From Cincinnati, Ohio, USA:
In October 2005, my 65 year old father had a lung transplant. You can imagine all the medicine he is on now! Due to the steroids he takes, his blood sugar is always elevated. His postprandial levels are usually 200 to 350 mg/dl [11.1 to 19.4 mmol/L]. His fasting levels are 100 to 180 [5.6 to 10.0].
Whenever he is in the hospital, they have him on insulin shots. But, when he gets out of the hospital, they say to treat him with diet. He is not very cooperative with his diet and he does not exercise. The lung transplant team does not seem to be worried about his diabetes going untreated. As mentioned, they do treat it inpatient, but never when he is released.
How dangerous is it for him to continue to go with high blood sugar that is untreated?

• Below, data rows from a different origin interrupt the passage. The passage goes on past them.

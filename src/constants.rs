//! Central Configuration Constants
//!
//! Single source of truth for environment variable names and the defaults
//! the detector falls back to when nothing is set.

/// App version
pub const APP_VERSION: &str = env!("CARGO_PKG_VERSION");

/// App name
pub const APP_NAME: &str = "WiFi Deauth Detector";

// ============================================
// Environment variable names
// ============================================

pub const ENV_RAPID_THRESHOLD: &str = "DEAUTH_RAPID_THRESHOLD";
pub const ENV_SUSPICIOUS_WINDOW_MINUTES: &str = "DEAUTH_SUSPICIOUS_WINDOW_MINUTES";
pub const ENV_SIGNAL_DROP_THRESHOLD: &str = "DEAUTH_SIGNAL_DROP_THRESHOLD";
pub const ENV_MIN_CONNECTION_SECS: &str = "DEAUTH_MIN_CONNECTION_SECS";
pub const ENV_PATTERN_MEMORY_HOURS: &str = "DEAUTH_PATTERN_MEMORY_HOURS";
pub const ENV_SAMPLE_INTERVAL_MS: &str = "DEAUTH_SAMPLE_INTERVAL_MS";
pub const ENV_ANALYSIS_INTERVAL_SECS: &str = "DEAUTH_ANALYSIS_INTERVAL_SECS";
pub const ENV_RAPID_DEDUP: &str = "DEAUTH_RAPID_DEDUP";

/// How long the demo binary runs before exiting (0 = until Ctrl-C)
pub const ENV_DEMO_SECONDS: &str = "DEAUTH_DEMO_SECONDS";

/// Seed for the simulated snapshot source
pub const ENV_DEMO_SEED: &str = "DEAUTH_DEMO_SEED";

// ============================================
// Helper functions to read from env with fallback
// ============================================

/// Parse an env var, falling back to `default` when unset or malformed
pub fn env_or<T: std::str::FromStr>(name: &str, default: T) -> T {
    match std::env::var(name) {
        Ok(raw) => match raw.trim().parse() {
            Ok(value) => value,
            Err(_) => {
                log::warn!("Ignoring invalid value for {}: {:?}", name, raw);
                default
            }
        },
        Err(_) => default,
    }
}

/// Get demo run length from environment (0 = run until interrupted)
pub fn get_demo_seconds() -> u64 {
    env_or(ENV_DEMO_SECONDS, 0)
}

/// Get demo RNG seed from environment
pub fn get_demo_seed() -> u64 {
    env_or(ENV_DEMO_SEED, 404)
}
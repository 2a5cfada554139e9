//! Threat Module
//!
//! Chấm điểm mỗi lần mất kết nối trên thang 0-10.
//! Đây là CORE STEP - nơi quyết định một disconnect có giống deauth hay không.
//!
//! ## Structure
//! - `types`: Core types (ThreatAssessment, ScoreFactor, FactorKind)
//! - `rules`: Points and thresholds per factor
//! - `scorer`: Pure scoring function + immediate alert rule
//!
//! ## Usage
//! ```ignore
//! use wifi_deauth_core::logic::threat::{assess, score};
//!
//! let result = assess(&event, &recent, signal_dropped);
//! println!("{}/10: {}", result.score, result.explain());
//! ```

pub mod types;
pub mod rules;
pub mod scorer;

// Re-export main types for convenience
pub use types::{FactorKind, ScoreFactor, ThreatAssessment};

pub use rules::{ScoringRules, MAX_SCORE, SIGNAL_DROP_WINDOW_MINUTES};

pub use scorer::{assess, assess_with_rules, immediate_alert_label, score};
//! Alert Types
//!
//! Cảnh báo gửi tới subscribers (GUI, webhook, logger). Transient - không lưu trữ.

use chrono::{DateTime, Local};
use serde::{Deserialize, Serialize};
use uuid::Uuid;

// ============================================================================
// PATTERN KIND
// ============================================================================

/// Which detector raised the alert
#[derive(Debug, Clone, Copy, PartialEq, Eq, Hash, Serialize, Deserialize)]
pub enum PatternKind {
    RapidDisconnect,
    TemporalRegularity,
    NetworkTargeting,
    SignalInterference,
    ImmediateHighThreat,
}

impl PatternKind {
    pub fn as_str(&self) -> &'static str {
        match self {
            PatternKind::RapidDisconnect => "rapid_disconnect",
            PatternKind::TemporalRegularity => "temporal_regularity",
            PatternKind::NetworkTargeting => "network_targeting",
            PatternKind::SignalInterference => "signal_interference",
            PatternKind::ImmediateHighThreat => "immediate_high_threat",
        }
    }
}

impl std::fmt::Display for PatternKind {
    fn fmt(&self, f: &mut std::fmt::Formatter<'_>) -> std::fmt::Result {
        write!(f, "{}", self.as_str())
    }
}

// ============================================================================
// SEVERITY
// ============================================================================

#[derive(Debug, Clone, Copy, Serialize, Deserialize, PartialEq, Eq, PartialOrd, Ord)]
pub enum AlertSeverity {
    Low = 1,
    Medium = 2,
    High = 3,
    Critical = 4,
}

impl AlertSeverity {
    pub fn from_score(score: u8) -> Self {
        match score {
            0..=3 => AlertSeverity::Low,
            4..=5 => AlertSeverity::Medium,
            6..=7 => AlertSeverity::High,
            _ => AlertSeverity::Critical,
        }
    }

    pub fn as_str(&self) -> &'static str {
        match self {
            AlertSeverity::Low => "low",
            AlertSeverity::Medium => "medium",
            AlertSeverity::High => "high",
            AlertSeverity::Critical => "critical",
        }
    }
}

// ============================================================================
// ALERT
// ============================================================================

#[derive(Debug, Clone, PartialEq, Serialize, Deserialize)]
pub struct Alert {
    pub id: Uuid,
    pub raised_at: DateTime<Local>,
    pub pattern: PatternKind,
    /// Short label, e.g. "Rapid disconnect pattern detected"
    pub reason: String,
    /// 0-10
    pub threat_score: u8,
    pub details: String,
    /// Network the alert is about, when there is one
    pub ssid: Option<String>,
}

impl Alert {
    pub fn new(
        pattern: PatternKind,
        reason: impl Into<String>,
        threat_score: u8,
        details: impl Into<String>,
        raised_at: DateTime<Local>,
    ) -> Self {
        Self {
            id: Uuid::new_v4(),
            raised_at,
            pattern,
            reason: reason.into(),
            threat_score: threat_score.min(10),
            details: details.into(),
            ssid: None,
        }
    }

    pub fn with_network(mut self, ssid: Option<&str>) -> Self {
        self.ssid = ssid.map(|s| s.to_string());
        self
    }

    pub fn severity(&self) -> AlertSeverity {
        AlertSeverity::from_score(self.threat_score)
    }

    /// Details with the network appended, as shown to users
    pub fn display_details(&self) -> String {
        match &self.ssid {
            Some(ssid) => format!("{} (Network: {})", self.details, ssid),
            None => self.details.clone(),
        }
    }

    /// Timestamp in the log format used by external consumers
    pub fn timestamp_str(&self) -> String {
        self.raised_at.format("%Y-%m-%d %H:%M:%S").to_string()
    }
}
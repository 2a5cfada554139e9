//! Connection Module
//!
//! Snapshots from the external sampler and the connected/disconnected edge
//! tracker that turns them into disconnect candidates.
//!
//! ## Structure
//! - `snapshot`: `ConnectionSnapshot` + `SnapshotSource` (sampler seam)
//! - `tracker`: edge detection and connection duration bookkeeping

pub mod snapshot;
pub mod tracker;

pub use snapshot::{ConnectionSnapshot, SnapshotSource};
pub use tracker::{ConnectionTracker, Transition};
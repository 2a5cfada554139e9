//! Threat Types
//!
//! Kết quả chấm điểm cho một lần mất kết nối.
//! KHÔNG chứa logic - chỉ data structures.

use serde::{Deserialize, Serialize};

// ============================================================================
// SCORE FACTORS
// ============================================================================

/// The six independent indicators a disconnect is scored on
#[derive(Debug, Clone, Copy, PartialEq, Eq, Hash, Serialize, Deserialize)]
pub enum FactorKind {
    ConnectionDuration,
    SignalStrength,
    DisconnectFrequency,
    OffHours,
    SignalDrop,
    RepeatedTarget,
}

/// One factor that contributed points
#[derive(Debug, Clone, PartialEq, Serialize, Deserialize)]
pub struct ScoreFactor {
    pub kind: FactorKind,
    pub points: u8,
    pub reason: String,
}

// ============================================================================
// ASSESSMENT
// ============================================================================

/// Result of scoring one disconnect
#[derive(Debug, Clone, PartialEq, Serialize, Deserialize)]
pub struct ThreatAssessment {
    /// Clamped 0-10
    pub score: u8,
    /// Sum before clamping
    pub raw_points: u32,
    pub factors: Vec<ScoreFactor>,
}

impl ThreatAssessment {
    pub fn has_factor(&self, kind: FactorKind) -> bool {
        self.factors.iter().any(|f| f.kind == kind)
    }

    /// Short human explanation, e.g. "brief connection (10s) +6, strong signal (80%) +4"
    pub fn explain(&self) -> String {
        if self.factors.is_empty() {
            return "no risk factors".to_string();
        }
        self.factors
            .iter()
            .map(|f| format!("{} +{}", f.reason, f.points))
            .collect::<Vec<_>>()
            .join(", ")
    }
}

impl Default for ThreatAssessment {
    fn default() -> Self {
        Self {
            score: 0,
            raw_points: 0,
            factors: vec![],
        }
    }
}
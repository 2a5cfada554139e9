//! Logic Module - Detection Engine
//!
//! Chứa các thành phần phát hiện tấn công deauth:
//! - `connection/` - Snapshot + connection edge tracker
//! - `history/` - Signal & disconnect stores
//! - `threat/` - Threat scorer (0-10)
//! - `patterns/` - Rapid / temporal / targeting / interference detectors
//! - `alerts/` - Alert types + emitter
//! - `monitor/` - Public facade

pub mod error;
pub mod config;

pub mod connection;
pub mod history;
pub mod threat;
pub mod patterns;
pub mod alerts;
pub mod monitor;

// Scheduling & demo
pub mod analysis_loop;
pub mod simulate;
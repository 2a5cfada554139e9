//! Connection Snapshot
//!
//! Mục đích: Trạng thái WiFi tại một thời điểm, do sampler bên ngoài cung cấp.
//! The core never queries the OS; it only consumes these.

use chrono::{DateTime, Local};
use serde::{Deserialize, Serialize};

use crate::logic::error::MonitorError;

/// Placeholder used when the sampler could not read auth/cipher
pub const UNKNOWN_SECURITY: &str = "Unknown";

pub const UNKNOWN_SSID: &str = "Unknown";

/// One sampling tick worth of WiFi state. Immutable once built.
#[derive(Debug, Clone, PartialEq, Serialize, Deserialize)]
pub struct ConnectionSnapshot {
    pub connected: bool,
    pub ssid: Option<String>,
    /// 0-100
    pub signal_percent: u8,
    pub channel: u32,
    pub auth_type: String,
    pub cipher: String,
    pub captured_at: DateTime<Local>,
}

impl ConnectionSnapshot {
    /// Connected snapshot with unknown channel / security
    pub fn connected(ssid: &str, signal_percent: u8, captured_at: DateTime<Local>) -> Self {
        let ssid = ssid.trim();
        Self {
            connected: true,
            ssid: if ssid.is_empty() { None } else { Some(ssid.to_string()) },
            signal_percent: signal_percent.min(100),
            channel: 0,
            auth_type: UNKNOWN_SECURITY.to_string(),
            cipher: UNKNOWN_SECURITY.to_string(),
            captured_at,
        }
    }

    /// Disconnected snapshot (the sampler's default status)
    pub fn disconnected(captured_at: DateTime<Local>) -> Self {
        Self {
            connected: false,
            ssid: None,
            signal_percent: 0,
            channel: 0,
            auth_type: UNKNOWN_SECURITY.to_string(),
            cipher: UNKNOWN_SECURITY.to_string(),
            captured_at,
        }
    }

    pub fn with_channel(mut self, channel: u32) -> Self {
        self.channel = channel;
        self
    }

    pub fn with_security(mut self, auth_type: &str, cipher: &str) -> Self {
        self.auth_type = auth_type.to_string();
        self.cipher = cipher.to_string();
        self
    }

    /// SSID for display, "Unknown" when the sampler had none
    pub fn ssid_or_unknown(&self) -> &str {
        self.ssid.as_deref().unwrap_or(UNKNOWN_SSID)
    }

    /// Whether this snapshot should land in the signal history
    pub fn has_signal(&self) -> bool {
        self.connected && self.signal_percent > 0
    }
}

// ============================================================================
// SAMPLER SEAM
// ============================================================================

/// External observation sampler.
///
/// Implementations own their OS calls and timeouts. `sample` runs on a
/// blocking thread, never while a store lock is held.
pub trait SnapshotSource: Send + 'static {
    fn sample(&mut self) -> Result<ConnectionSnapshot, MonitorError>;
}

impl<F> SnapshotSource for F
where
    F: FnMut() -> Result<ConnectionSnapshot, MonitorError> + Send + 'static,
{
    fn sample(&mut self) -> Result<ConnectionSnapshot, MonitorError> {
        self()
    }
}
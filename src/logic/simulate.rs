//! Simulated Sampler - Demo Mode
//!
//! Sinh snapshot giả để demo / test mà không cần card WiFi thật.
//! Same `record_snapshot` path as a real sampler.

use std::collections::VecDeque;

use chrono::{DateTime, Local};
use rand::rngs::StdRng;
use rand::{Rng, SeedableRng};

use crate::logic::connection::{ConnectionSnapshot, SnapshotSource};
use crate::logic::error::MonitorError;

/// Connected stream with signal jitter and occasional deauth bursts
pub struct SimulatedSource {
    rng: StdRng,
    ssid: String,
    base_signal: u8,
    jitter: u8,
    /// Chance per sample that a burst starts
    attack_chance: f64,
    /// Connected flags still to play for the current burst
    pending: VecDeque<bool>,
    bursts_started: u64,
}

impl SimulatedSource {
    pub fn new(seed: u64) -> Self {
        Self {
            rng: StdRng::seed_from_u64(seed),
            ssid: "DemoNet".to_string(),
            base_signal: 75,
            jitter: 8,
            attack_chance: 0.01,
            pending: VecDeque::new(),
            bursts_started: 0,
        }
    }

    pub fn with_network(mut self, ssid: &str, base_signal: u8) -> Self {
        self.ssid = ssid.to_string();
        self.base_signal = base_signal.min(100);
        self
    }

    pub fn with_attack_chance(mut self, chance: f64) -> Self {
        self.attack_chance = chance.clamp(0.0, 1.0);
        self
    }

    pub fn bursts_started(&self) -> u64 {
        self.bursts_started
    }

    /// Next snapshot stamped `at`
    pub fn next_at(&mut self, at: DateTime<Local>) -> ConnectionSnapshot {
        if self.pending.is_empty() && self.rng.gen_bool(self.attack_chance) {
            let cycles = self.rng.gen_range(3..=5);
            for _ in 0..cycles {
                self.pending.push_back(false);
                self.pending.push_back(true);
            }
            self.bursts_started += 1;
            log::debug!("[SIMULATE] deauth burst of {} cycles on {}", cycles, self.ssid);
        }

        match self.pending.pop_front() {
            Some(false) => ConnectionSnapshot::disconnected(at),
            _ => {
                let jitter = self.jitter as i16;
                let offset = self.rng.gen_range(-jitter..=jitter);
                let signal = (self.base_signal as i16 + offset).clamp(1, 100) as u8;
                ConnectionSnapshot::connected(&self.ssid, signal, at)
                    .with_channel(6)
                    .with_security("WPA2-Personal", "CCMP")
            }
        }
    }
}

impl SnapshotSource for SimulatedSource {
    fn sample(&mut self) -> Result<ConnectionSnapshot, MonitorError> {
        Ok(self.next_at(Local::now()))
    }
}

/// Deterministic snapshot sequences
pub mod scenario {
    use chrono::{DateTime, Duration, Local};

    use crate::logic::connection::ConnectionSnapshot;

    /// `cycles` short connections, each `connected_secs` long, starting every `period_secs`
    pub fn deauth_burst(
        ssid: &str,
        signal: u8,
        start: DateTime<Local>,
        cycles: usize,
        connected_secs: i64,
        period_secs: i64,
    ) -> Vec<ConnectionSnapshot> {
        let mut out = Vec::with_capacity(cycles * 2);
        for i in 0..cycles as i64 {
            let up = start + Duration::seconds(i * period_secs);
            out.push(ConnectionSnapshot::connected(ssid, signal, up));
            out.push(ConnectionSnapshot::disconnected(up + Duration::seconds(connected_secs)));
        }
        out
    }

    /// Drops exactly every `interval_secs`, reconnecting `downtime_secs` after each
    pub fn periodic_drops(
        ssid: &str,
        start: DateTime<Local>,
        count: usize,
        interval_secs: i64,
        downtime_secs: i64,
    ) -> Vec<ConnectionSnapshot> {
        let mut out = vec![ConnectionSnapshot::connected(ssid, 60, start)];
        for i in 1..=count as i64 {
            let down = start + Duration::seconds(i * interval_secs);
            out.push(ConnectionSnapshot::disconnected(down));
            out.push(ConnectionSnapshot::connected(
                ssid,
                60,
                down + Duration::seconds(downtime_secs),
            ));
        }
        out
    }

    /// Connected samples alternating between `low` and `high`
    pub fn interference(
        ssid: &str,
        start: DateTime<Local>,
        samples: usize,
        low: u8,
        high: u8,
        every_secs: i64,
    ) -> Vec<ConnectionSnapshot> {
        (0..samples as i64)
            .map(|i| {
                let signal = if i % 2 == 0 { low } else { high };
                ConnectionSnapshot::connected(ssid, signal, start + Duration::seconds(i * every_secs))
            })
            .collect()
    }

    pub fn stable(
        ssid: &str,
        signal: u8,
        start: DateTime<Local>,
        samples: usize,
        every_secs: i64,
    ) -> Vec<ConnectionSnapshot> {
        (0..samples as i64)
            .map(|i| ConnectionSnapshot::connected(ssid, signal, start + Duration::seconds(i * every_secs)))
            .collect()
    }
}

It appears that his post-meal blood sugars are high. His fasting values are also high, but I am not clear what the usual values usually run. Being in the hospital usually means there is some underlying problem, such as an infection, episode of rejection, or problems breathing. These can raise his blood sugars in the short-term. There is evidence in the kidney transplant literature that diabetes after kidney transplant is associated with increased cardiovascular risk. It would be unusual if this weren't true in the lung transplant population, as well. In addition, poorly controlled blood sugars are associated with an increased risk of infection.
My view is that elevated blood sugars need to be treated. There may be some other overriding issues. First, do the doctors have evidence to suggest the blood sugars are not usually elevated? For instance, they may have a hemoglobin A1c value that suggests the sugars are usually good. Second, the doctors may feel that the elevated blood sugars are just a small thing in the larger picture. Third, they may not have the resources or expertise to deal with the elevated blood sugars. This gives you some questions you can share with the medical team and allow you to sort out what is best for your father.